Sunday, December 12, 2010

Fox 323


Polar Fox:
Hey Red, these points seem to have identity issues. Are they black or white?

Red Fox: An obvious illusion! They are white for sure.

Polar Fox: So what I perceive is not the exact reality?

Red Fox: This is just a simple game of colors playing on your retina. It is perfectly explainable and part of the reality.

Polar Fox: Yes, most definitely. But, can this be an artful clue of an even bigger reality that there is truth beyond what you see?

Red Fox: Here we go again!

Polar Fox: A brush mark from a picture? A letter from a book? A note from a symphony?

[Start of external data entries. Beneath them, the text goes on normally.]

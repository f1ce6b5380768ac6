//! Delivery address selection and validation.

use once_cell::sync::Lazy;
use regex::Regex;

use crate::domain::cart::AddressId;

static PHONE_RE: Lazy<Regex> = Lazy::new(|| Regex::new(r"^(0|\+84)[0-9]{9}$").unwrap());

#[derive(Debug, Clone, PartialEq, Eq, thiserror::Error)]
pub enum AddressError {
    #[error("Please choose a saved address or enter a delivery address.")]
    MissingAddress,
    #[error("Please choose either a saved address or a new address, not both.")]
    ConflictingAddress,
    #[error("{0} is required.")]
    MissingField(&'static str),
    #[error("Phone number {0} is not valid.")]
    InvalidPhone(String),
}

#[derive(Debug, Clone, PartialEq, Eq, serde::Serialize, serde::Deserialize)]
pub struct ManualAddress {
    pub full_name: String,
    pub address: String,
    pub city: String,
    pub phone: String,
    pub email: String,
}

impl ManualAddress {
    pub fn validate(&self) -> Result<(), AddressError> {
        let required = [
            ("Full name", &self.full_name),
            ("Address", &self.address),
            ("City", &self.city),
            ("Phone", &self.phone),
            ("Email", &self.email),
        ];
        if let Some(&(field, _)) = required.iter().find(|(_, value)| value.trim().is_empty()) {
            return Err(AddressError::MissingField(field));
        }

        if !PHONE_RE.is_match(self.phone.trim()) {
            return Err(AddressError::InvalidPhone(self.phone.clone()));
        }

        Ok(())
    }

    fn trimmed(self) -> Self {
        Self {
            full_name: self.full_name.trim().to_owned(),
            address: self.address.trim().to_owned(),
            city: self.city.trim().to_owned(),
            phone: self.phone.trim().to_owned(),
            email: self.email.trim().to_owned(),
        }
    }
}

/// Exactly one of a saved address or a manually entered one.
#[derive(Debug, Clone, PartialEq, Eq)]
pub enum AddressSelection {
    Saved(AddressId),
    Manual(ManualAddress),
}

/// The checkout form as filled in, before validation.
#[derive(Debug, Clone, Default, PartialEq, Eq)]
pub struct AddressForm {
    pub address_id: Option<AddressId>,
    pub manual: Option<ManualAddress>,
}

impl TryFrom<AddressForm> for AddressSelection {
    type Error = AddressError;

    fn try_from(form: AddressForm) -> Result<Self, Self::Error> {
        match (form.address_id, form.manual) {
            (Some(_), Some(_)) => Err(AddressError::ConflictingAddress),
            (Some(address_id), None) => Ok(AddressSelection::Saved(address_id)),
            (None, Some(manual)) => {
                manual.validate()?;
                Ok(AddressSelection::Manual(manual.trimmed()))
            }
            (None, None) => Err(AddressError::MissingAddress),
        }
    }
}
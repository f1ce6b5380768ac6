//! Client for the marketplace REST backend.

use std::time::Duration;

use async_trait::async_trait;
use mockall::automock;
use reqwest::{Client, RequestBuilder, Response};
use serde::de::DeserializeOwned;
use tracing::debug;

use crate::domain::{
    cart::{LineItem, LineItemId, ProductId, ServerCartItem, VariantId},
    checkout::{AuthenticatedOrderPayload, GuestOrderPayload},
};

use super::{ApiSettings, ClientError};

/// Bearer credential of a signed in user.
#[derive(Clone, PartialEq, Eq)]
pub struct Credential(String);

impl Credential {
    pub fn new(token: impl Into<String>) -> Self {
        Credential(token.into())
    }

    pub fn token(&self) -> &str {
        &self.0
    }
}

impl std::fmt::Debug for Credential {
    fn fmt(&self, f: &mut std::fmt::Formatter<'_>) -> std::fmt::Result {
        f.write_str("Credential(..)")
    }
}

/// Body of `POST /cart/add`.
#[derive(Debug, Clone, PartialEq, Eq, serde::Serialize)]
pub struct AddToCartRequest {
    pub product_id: ProductId,
    pub quantity: u32,
    pub replace_quantity: bool,
    #[serde(skip_serializing_if = "Option::is_none")]
    pub variant_id: Option<VariantId>,
}

#[automock]
#[async_trait]
pub trait MarketplaceApi: Send + Sync {
    /// `GET /cart`
    async fn fetch_cart(&self, credential: &Credential) -> Result<Vec<LineItem>, ClientError>;

    /// `POST /cart/add`
    async fn add_to_cart(
        &self,
        credential: &Credential,
        request: &AddToCartRequest,
    ) -> Result<(), ClientError>;

    /// `PATCH /cart/:id`
    async fn update_cart_item(
        &self,
        credential: &Credential,
        id: LineItemId,
        quantity: u32,
    ) -> Result<(), ClientError>;

    /// `DELETE /cart/:id`
    async fn remove_cart_item(
        &self,
        credential: &Credential,
        id: LineItemId,
    ) -> Result<(), ClientError>;

    /// `POST /dathang`
    async fn place_order(
        &self,
        credential: &Credential,
        payload: &AuthenticatedOrderPayload,
    ) -> Result<serde_json::Value, ClientError>;

    /// `POST /nologin`
    async fn place_guest_order(
        &self,
        payload: &GuestOrderPayload,
    ) -> Result<serde_json::Value, ClientError>;
}

//----------------------- Implementation --------------------------

#[derive(Debug, Clone)]
pub struct RestApi {
    base_url: String,
    http: Client,
}

impl RestApi {
    pub fn new(settings: &ApiSettings) -> Result<Self, ClientError> {
        let http = Client::builder()
            .timeout(Duration::from_millis(settings.timeout_ms))
            .build()
            .map_err(|source| ClientError::Transport {
                endpoint: settings.base_url.clone(),
                source,
            })?;
        Ok(Self {
            base_url: settings.base_url.trim_end_matches('/').to_owned(),
            http,
        })
    }

    fn url(&self, path: &str) -> String {
        format!("{}{}", self.base_url, path)
    }

    async fn send(&self, endpoint: &str, request: RequestBuilder) -> Result<Response, ClientError> {
        let response = request
            .header(reqwest::header::ACCEPT, "application/json")
            .send()
            .await
            .map_err(|source| ClientError::Transport {
                endpoint: endpoint.to_owned(),
                source,
            })?;

        let status = response.status();
        debug!("{endpoint} responded with {status}");
        if !status.is_success() {
            let body = response.text().await.unwrap_or_default();
            return Err(ClientError::Status {
                endpoint: endpoint.to_owned(),
                status: status.as_u16(),
                message: ClientError::message_from_body(&body),
            });
        }
        Ok(response)
    }

    async fn read_json<T: DeserializeOwned>(
        endpoint: &str,
        response: Response,
    ) -> Result<T, ClientError> {
        let body = response
            .text()
            .await
            .map_err(|source| ClientError::Transport {
                endpoint: endpoint.to_owned(),
                source,
            })?;
        let body = if body.trim().is_empty() { "null" } else { body.as_str() };
        serde_json::from_str(body).map_err(|source| ClientError::Decode {
            endpoint: endpoint.to_owned(),
            source,
        })
    }
}

/// `GET /cart` answers with either a bare array or a `data` envelope.
#[derive(serde::Deserialize)]
#[serde(untagged)]
enum CartPayload {
    Items(Vec<ServerCartItem>),
    Wrapped { data: Vec<ServerCartItem> },
}

#[async_trait]
impl MarketplaceApi for RestApi {
    async fn fetch_cart(&self, credential: &Credential) -> Result<Vec<LineItem>, ClientError> {
        let endpoint = "GET /cart";
        let request = self.http.get(self.url("/cart")).bearer_auth(credential.token());
        let response = self.send(endpoint, request).await?;
        let items = match Self::read_json::<CartPayload>(endpoint, response).await? {
            CartPayload::Items(items) | CartPayload::Wrapped { data: items } => items,
        };
        Ok(items.into_iter().map(LineItem::from).collect())
    }

    async fn add_to_cart(
        &self,
        credential: &Credential,
        request: &AddToCartRequest,
    ) -> Result<(), ClientError> {
        let builder = self
            .http
            .post(self.url("/cart/add"))
            .bearer_auth(credential.token())
            .json(request);
        self.send("POST /cart/add", builder).await?;
        Ok(())
    }

    async fn update_cart_item(
        &self,
        credential: &Credential,
        id: LineItemId,
        quantity: u32,
    ) -> Result<(), ClientError> {
        let builder = self
            .http
            .patch(self.url(&format!("/cart/{id}")))
            .bearer_auth(credential.token())
            .json(&serde_json::json!({ "quantity": quantity }));
        self.send(&format!("PATCH /cart/{id}"), builder).await?;
        Ok(())
    }

    async fn remove_cart_item(
        &self,
        credential: &Credential,
        id: LineItemId,
    ) -> Result<(), ClientError> {
        let builder = self
            .http
            .delete(self.url(&format!("/cart/{id}")))
            .bearer_auth(credential.token());
        self.send(&format!("DELETE /cart/{id}"), builder).await?;
        Ok(())
    }

    async fn place_order(
        &self,
        credential: &Credential,
        payload: &AuthenticatedOrderPayload,
    ) -> Result<serde_json::Value, ClientError> {
        let endpoint = "POST /dathang";
        let builder = self
            .http
            .post(self.url("/dathang"))
            .bearer_auth(credential.token())
            .json(payload);
        let response = self.send(endpoint, builder).await?;
        Self::read_json(endpoint, response).await
    }

    async fn place_guest_order(
        &self,
        payload: &GuestOrderPayload,
    ) -> Result<serde_json::Value, ClientError> {
        let endpoint = "POST /nologin";
        let builder = self.http.post(self.url("/nologin")).json(payload);
        let response = self.send(endpoint, builder).await?;
        Self::read_json(endpoint, response).await
    }
}
//! Line items and the price fallback chain.

use rust_decimal::Decimal;

use super::{LineItemId, ProductId, ShopId, VariantId};

/// Quantities below one are raised to one.
pub fn clamp_quantity(quantity: i64) -> u32 {
    u32::try_from(quantity.max(1)).unwrap_or(u32::MAX)
}

/// Amounts are whole currency units.
pub(crate) fn whole_units(amount: Decimal) -> Decimal {
    amount.floor()
}

/// Every price a line item may carry. Variant fields take precedence over product fields.
#[derive(Debug, Clone, Default, PartialEq, Eq)]
pub struct PriceSource {
    pub variant_sale_price: Option<Decimal>,
    pub variant_price: Option<Decimal>,
    pub product_sale_price: Option<Decimal>,
    pub product_price: Option<Decimal>,
}

impl PriceSource {
    /// The price actually charged: variant sale, variant, product sale, product, else zero.
    pub fn effective_unit_price(&self) -> Decimal {
        self.variant_sale_price
            .or(self.variant_price)
            .or(self.product_sale_price)
            .or(self.product_price)
            .unwrap_or(Decimal::ZERO)
    }

    /// The list price used for the subtotal: variant, product, else zero.
    pub fn list_unit_price(&self) -> Decimal {
        self.variant_price
            .or(self.product_price)
            .unwrap_or(Decimal::ZERO)
    }

    fn floored(self) -> Self {
        Self {
            variant_sale_price: self.variant_sale_price.map(whole_units),
            variant_price: self.variant_price.map(whole_units),
            product_sale_price: self.product_sale_price.map(whole_units),
            product_price: self.product_price.map(whole_units),
        }
    }
}

/// Identity of a line item across the guest and authenticated carts.
#[derive(Debug, Clone, PartialEq, Eq, Hash, PartialOrd, Ord)]
pub struct ItemKey(String);

impl ItemKey {
    pub fn new(product_id: ProductId, variant_id: Option<VariantId>, options: &[String]) -> Self {
        let variant = variant_id.map_or_else(|| "null".to_owned(), |v| v.to_string());
        let mut key = format!("{product_id}|{variant}");
        for option in options {
            key.push('|');
            key.push_str(option.trim());
        }
        ItemKey(key.to_lowercase())
    }
}

impl std::fmt::Display for ItemKey {
    fn fmt(&self, f: &mut std::fmt::Formatter<'_>) -> std::fmt::Result {
        f.write_str(&self.0)
    }
}

#[derive(Debug, Clone, PartialEq, Eq)]
pub struct LineItem {
    pub id: LineItemId,
    pub product_id: ProductId,
    pub variant_id: Option<VariantId>,
    pub quantity: u32,
    pub shop_id: Option<ShopId>,
    pub name: String,
    pub image: Option<String>,
    /// Selected option labels, e.g. colour and size.
    pub options: Vec<String>,
    pub pricing: PriceSource,
}

impl LineItem {
    pub fn key(&self) -> ItemKey {
        ItemKey::new(self.product_id, self.variant_id, &self.options)
    }

    pub fn effective_unit_price(&self) -> Decimal {
        self.pricing.effective_unit_price()
    }

    pub fn list_unit_price(&self) -> Decimal {
        self.pricing.list_unit_price()
    }

    pub fn list_total(&self) -> Decimal {
        self.list_unit_price() * Decimal::from(self.quantity)
    }

    pub fn effective_total(&self) -> Decimal {
        self.effective_unit_price() * Decimal::from(self.quantity)
    }
}

/// What a product page knows about an item being added to the cart.
#[derive(Debug, Clone, PartialEq, Eq)]
pub struct NewLineItem {
    pub product_id: ProductId,
    pub variant_id: Option<VariantId>,
    pub quantity: u32,
    pub shop_id: Option<ShopId>,
    pub name: String,
    pub image: Option<String>,
    pub options: Vec<String>,
    pub pricing: PriceSource,
}

impl NewLineItem {
    pub fn key(&self) -> ItemKey {
        ItemKey::new(self.product_id, self.variant_id, &self.options)
    }

    pub fn into_line_item(self, id: LineItemId) -> LineItem {
        LineItem {
            id,
            product_id: self.product_id,
            variant_id: self.variant_id,
            quantity: self.quantity.max(1),
            shop_id: self.shop_id,
            name: self.name,
            image: self.image,
            options: self.options,
            pricing: self.pricing.floored(),
        }
    }
}

//------------------------- Wire format ----------------------------

/// A cart row as returned by `GET /cart`, with the product and variant embedded.
#[derive(Debug, Clone, serde::Deserialize)]
pub struct ServerCartItem {
    pub id: LineItemId,
    pub product_id: ProductId,
    #[serde(default)]
    pub variant_id: Option<VariantId>,
    pub quantity: i64,
    #[serde(default)]
    pub product: Option<ServerProduct>,
    #[serde(default)]
    pub variant: Option<ServerVariant>,
}

#[derive(Debug, Clone, serde::Deserialize)]
pub struct ServerProduct {
    #[serde(default)]
    pub name: String,
    #[serde(default)]
    pub image: Option<String>,
    #[serde(default)]
    pub price: Option<Decimal>,
    #[serde(default)]
    pub sale_price: Option<Decimal>,
    #[serde(default, alias = "seller_id")]
    pub shop_id: Option<ShopId>,
}

#[derive(Debug, Clone, serde::Deserialize)]
pub struct ServerVariant {
    #[serde(default)]
    pub price: Option<Decimal>,
    #[serde(default)]
    pub sale_price: Option<Decimal>,
    #[serde(default)]
    pub image: Option<String>,
    #[serde(default)]
    pub value1: Option<String>,
    #[serde(default)]
    pub value2: Option<String>,
}

impl From<ServerCartItem> for LineItem {
    fn from(item: ServerCartItem) -> Self {
        let product = item.product;
        let variant = item.variant;

        let pricing = PriceSource {
            variant_sale_price: variant.as_ref().and_then(|v| v.sale_price),
            variant_price: variant.as_ref().and_then(|v| v.price),
            product_sale_price: product.as_ref().and_then(|p| p.sale_price),
            product_price: product.as_ref().and_then(|p| p.price),
        }
        .floored();

        let options = variant
            .as_ref()
            .map(|v| {
                [v.value1.clone(), v.value2.clone()]
                    .into_iter()
                    .flatten()
                    .filter(|label| !label.trim().is_empty())
                    .collect()
            })
            .unwrap_or_default();

        let image = variant
            .as_ref()
            .and_then(|v| v.image.clone())
            .or_else(|| product.as_ref().and_then(|p| p.image.clone()));

        LineItem {
            id: item.id,
            product_id: item.product_id,
            variant_id: item.variant_id,
            quantity: clamp_quantity(item.quantity),
            shop_id: product.as_ref().and_then(|p| p.shop_id),
            name: product.map(|p| p.name).unwrap_or_default(),
            image,
            options,
            pricing,
        }
    }
}

//-------------------------- Tests -------------------------------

Red Fox: And who is the artist, juggling with colors to deceive our perception?

Polar Fox: Deceive? I am not so sure. But looks like someone who knows us inside and out. And I think he wants to talk.

Red Fox: Why me? Why me?

Polar Fox: Yep, and you have bigger ears than mine.

5 comments:

  1. I see a simpler proof. Area of equilateral triangle is s^2*sqrt(3)/4 where s is the length of any side. Since each corner of the triangle is at integer points, the area is irrational.

    On the other hand, consider the rectangle drawn around the triangle. This area minus the corner areas around the triangle must be the area of the triangle. However, the rectangle area is rational, and the corner areas are rational. This means that the triangle area is rational.

    Contradiction.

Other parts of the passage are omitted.